My Journey as a Nurse Innovator
By: Kathleen Puri, MSN, RN
I am a nurse
I am a registered nurse with many years of experience in nursing and teaching nursing as a faculty member. The lack of adequate patient hand hygiene always bothered me and I never quite figured out how to effectively provide hand hygiene that patients could do independently.
I am a patient
Then I became a patient. A rare cancer found me and I experienced being in the hospital in a very different way from my role as a nurse.
Among many other concerns I found myself staring at the sink in my hospital room but unable to reach it on my own. Likewise the hand sanitizer dispenser on the wall was inaccessible. A commode next to my bed was convenient but no provision was made for my hand hygiene after using it. The hand sanitizer bottle I brought to the hospital kept getting lost in my sheets.
My cell phone was on my over the bed table but the table was not always within my reach resulting in missed calls. Life as a patient is not easy but it began to slowly dawn on me that being a patient did not need to be this uncomfortable.
A major part of the job of a nurse is health promotion and prevention of complications. Healthcare associated infections (HAI) affect about 1 out of every 31 US hospital patients. https://www.cdc.gov/hai/data/index.html. Hand hygiene is always stated as the most important way to prevent HAI but the implementation of this for patients is usually not specified. https://www.cdc.gov/HAI/patientSafety/patient-safety.html.
I think I can
The devil is in the details. I naively thought I could address the problem of patient hand hygiene by designing a product that would help keep hand sanitizer within easy reach and provide a place to keep a cell phone, glasses and other personal items.

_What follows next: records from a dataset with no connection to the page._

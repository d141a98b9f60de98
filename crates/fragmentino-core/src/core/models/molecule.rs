use super::element::{Element, ElementError};
use crate::core::utils::geometry;
use nalgebra::Point3;
use std::fmt;
use thiserror::Error;

/// Default multiplier applied to the sum of covalent radii when deciding whether two
/// atoms are bonded (J. Chem. Phys. 117, 9160 (2002)).
pub const DEFAULT_BOND_FACTOR: f64 = 1.3;

#[derive(Debug, Error, Clone, PartialEq)]
pub enum MoleculeError {
    #[error("Atom count mismatch: {atomic_numbers} atomic numbers but {positions} positions")]
    LengthMismatch {
        atomic_numbers: usize,
        positions: usize,
    },
    #[error("Bond factor must be positive and finite (got {0})")]
    InvalidBondFactor(f64),
    #[error(transparent)]
    Element(#[from] ElementError),
}

/// An ordered set of atoms with Cartesian coordinates in Angstrom.
///
/// Atoms are stored as parallel sequences of elements and positions, which always have
/// the same length. The bond factor travels with the molecule so that bond detection on
/// fragments uses the same threshold as on the parent structure.
#[derive(Debug, Clone, PartialEq)]
pub struct Molecule {
    elements: Vec<&'static Element>,
    positions: Vec<Point3<f64>>,
    bond_factor: f64,
}

impl Molecule {
    /// Creates a molecule from atomic numbers and positions using the default bond factor.
    ///
    /// # Errors
    ///
    /// Returns [`MoleculeError::LengthMismatch`] if the two sequences differ in length,
    /// or [`MoleculeError::Element`] if an atomic number is not in the periodic table.
    pub fn new(atomic_numbers: &[u8], positions: Vec<Point3<f64>>) -> Result<Self, MoleculeError> {
        Self::with_bond_factor(atomic_numbers, positions, DEFAULT_BOND_FACTOR)
    }

    /// Creates a molecule with an explicit bond factor.
    ///
    /// # Errors
    ///
    /// In addition to the errors of [`Molecule::new`], returns
    /// [`MoleculeError::InvalidBondFactor`] if `bond_factor` is not a positive finite number.
    pub fn with_bond_factor(
        atomic_numbers: &[u8],
        positions: Vec<Point3<f64>>,
        bond_factor: f64,
    ) -> Result<Self, MoleculeError> {
        let elements = atomic_numbers
            .iter()
            .map(|&z| Element::from_atomic_number(z))
            .collect::<Result<Vec<_>, _>>()?;
        Self::from_elements(elements, positions, bond_factor)
    }

    /// Creates a molecule from already resolved elements.
    pub fn from_elements(
        elements: Vec<&'static Element>,
        positions: Vec<Point3<f64>>,
        bond_factor: f64,
    ) -> Result<Self, MoleculeError> {
        if elements.len() != positions.len() {
            return Err(MoleculeError::LengthMismatch {
                atomic_numbers: elements.len(),
                positions: positions.len(),
            });
        }
        Ok(Self {
            elements,
            positions,
            bond_factor: validate_bond_factor(bond_factor)?,
        })
    }

    /// Creates a one-atom molecule. Used to seed one fragment per atom; `bond_factor` must
    /// come from an already validated molecule.
    pub(crate) fn single_atom(element: &'static Element, position: Point3<f64>, bond_factor: f64) -> Self {
        Self {
            elements: vec![element],
            positions: vec![position],
            bond_factor,
        }
    }

    /// Creates a new molecule holding the atoms of `first` followed by those of `second`.
    /// The bond factor is taken from `first`.
    pub fn from_molecules(first: &Molecule, second: &Molecule) -> Self {
        let mut combined = first.clone();
        combined.extend(second.clone());
        combined
    }

    pub fn len(&self) -> usize {
        self.elements.len()
    }

    pub fn is_empty(&self) -> bool {
        self.elements.is_empty()
    }

    pub fn bond_factor(&self) -> f64 {
        self.bond_factor
    }

    /// Replaces the bond factor used for bond detection on this molecule.
    ///
    /// # Errors
    ///
    /// Returns [`MoleculeError::InvalidBondFactor`] if `bond_factor` is not a positive
    /// finite number; the molecule is left unchanged.
    pub fn set_bond_factor(&mut self, bond_factor: f64) -> Result<(), MoleculeError> {
        self.bond_factor = validate_bond_factor(bond_factor)?;
        Ok(())
    }

    pub fn elements(&self) -> &[&'static Element] {
        &self.elements
    }

    pub fn positions(&self) -> &[Point3<f64>] {
        &self.positions
    }

    pub fn atomic_numbers(&self) -> Vec<u8> {
        self.elements.iter().map(|e| e.atomic_number).collect()
    }

    pub fn symbols(&self) -> Vec<&'static str> {
        self.elements.iter().map(|e| e.symbol).collect()
    }

    /// Returns the atom at `index` as a one-atom molecule, or `None` if out of range.
    pub fn atom(&self, index: usize) -> Option<Molecule> {
        let element = self.elements.get(index)?;
        let position = self.positions.get(index)?;
        Some(Self::single_atom(element, *position, self.bond_factor))
    }

    /// Iterates over `(element, position)` pairs in atom order.
    pub fn iter(&self) -> impl Iterator<Item = (&'static Element, &Point3<f64>)> + '_ {
        self.elements.iter().copied().zip(self.positions.iter())
    }

    /// Appends a single atom. Used by bond capping.
    pub fn add_atom(&mut self, element: &'static Element, position: Point3<f64>) {
        self.elements.push(element);
        self.positions.push(position);
    }

    /// Appends all atoms of `other`, consuming it.
    pub fn extend(&mut self, other: Molecule) {
        self.elements.extend(other.elements);
        self.positions.extend(other.positions);
    }

    /// Full matrix of interatomic distances.
    pub fn distances(&self) -> Vec<Vec<f64>> {
        geometry::distance_matrix(&self.positions, &self.positions)
    }

    /// Mass-weighted centroid of the atoms, or `None` for an empty molecule.
    pub fn center_of_mass(&self) -> Option<Point3<f64>> {
        let weights: Vec<f64> = self.elements.iter().map(|e| e.atomic_weight).collect();
        geometry::weighted_centroid(&self.positions, &weights)
    }

    pub fn same_size(&self, other: &Molecule) -> bool {
        self.len() == other.len()
    }
}

fn validate_bond_factor(bond_factor: f64) -> Result<f64, MoleculeError> {
    if bond_factor.is_finite() && bond_factor > 0.0 {
        Ok(bond_factor)
    } else {
        Err(MoleculeError::InvalidBondFactor(bond_factor))
    }
}

impl fmt::Display for Molecule {
    fn fmt(&self, f: &mut fmt::Formatter<'_>) -> fmt::Result {
        write!(f, "Molecule {}", self.len())
    }
}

I truly did not appreciate that I was entering into an entirely new aspect of health care – design. Ignorance is sometimes bliss and, in my case, it allowed me to think I could just design a product that would be patient centered and provide for health promotion and help the prevention of HAI. I started my innovation journey.
An unlikely journey
So, like driving at night, I started and only focused on the part of the journey I could see. My headlights were quite dim and I had a very steep learning curve. Humility and frustration are frequent emotions on this journey!
My product, a bedside caddy called Fitsi http://www.fitsihealth.com was the result of working with my co-founder to:
- Conceptualize the unique features of Fitsi
- Write guidelines for healthcare workers to implement patient hand hygiene
- Consult with a medical designer to capture the appropriate size, shape, colors of Fitsi
- Address the web design, video, photos, social media and marketing, of Fitsi
- Work with a patent attorney to obtain two US patents and registration of our logo
- Work with our manufacturer to produce, assemble, package and ship Fitsi
- Provide resources for clinical trials to get evidence based data
- Establish relationship with our distributor to market and sell Fitsi
- Control money – Fitsi is self-financed.
Fitsi has won innovation awards from the Patient Safety Movement, Infection Control.tips organization and the American Nurses Association. Wonderful to have the efforts of our company, Fitsi Health, recognized and, of course, the best recognition is the appreciative comments from patients.
When will hospital catch up?
We find hand hygiene supplies almost everywhere now. Grocery stores, pharmacies, homes, schools, and offices have convenient hand sanitizers. Hospitals are one of the few places in society where we still struggle to provide for the hand hygiene of the people we serve. For financial health, patient satisfaction, health promotion and prevention of HAI healthcare facilities would do well to help patients with hand hygiene.
The journey continues
Fitsi Health is an innovation success.
The public is recognizing the need for hand hygiene and demand for this most basic care is growing. Covid-19 has opened a window on the need for patient hand hygiene resources. Fitsi Health asks:
- Public – recognize the need for patient hand hygiene and request hand hygiene supplies for yourself and loved ones when hospitalized
- Healthcare workers – attack the problem of HAIs and assess each patient for their knowledge of and ability to perform hand hygiene
- Healthcare executives – address the HAIs issue with the moral conviction that patient hand hygiene is critical to high quality care while recognizing it will improve the “bottom line”
- Journalists – when reporting on healthcare issues include patient access to hand hygiene in your article and include nurses as media resources for your reporting because, as this Woodhull study shows, nurses voices are infrequently heard https://sigmapubs.onlinelibrary.wiley.com/doi/full/10.1111/jnu.12429
- Media executives – include some images of patients using hand sanitizer when making shows about hospitals; gloves and gowns are seen frequently but patient hand hygiene is missing
- Insurers – adjust your mission to provide coverage for health promotion and HAIs prevention resources
- Legislators – state and federal officials who guide our health policies need to ensure patient hand hygiene is addressed in laws and regulations
We all have a part in this seemingly simple but quite complex problem. One step at a time with commitment and persistence is needed so let’s get going with enthusiasm!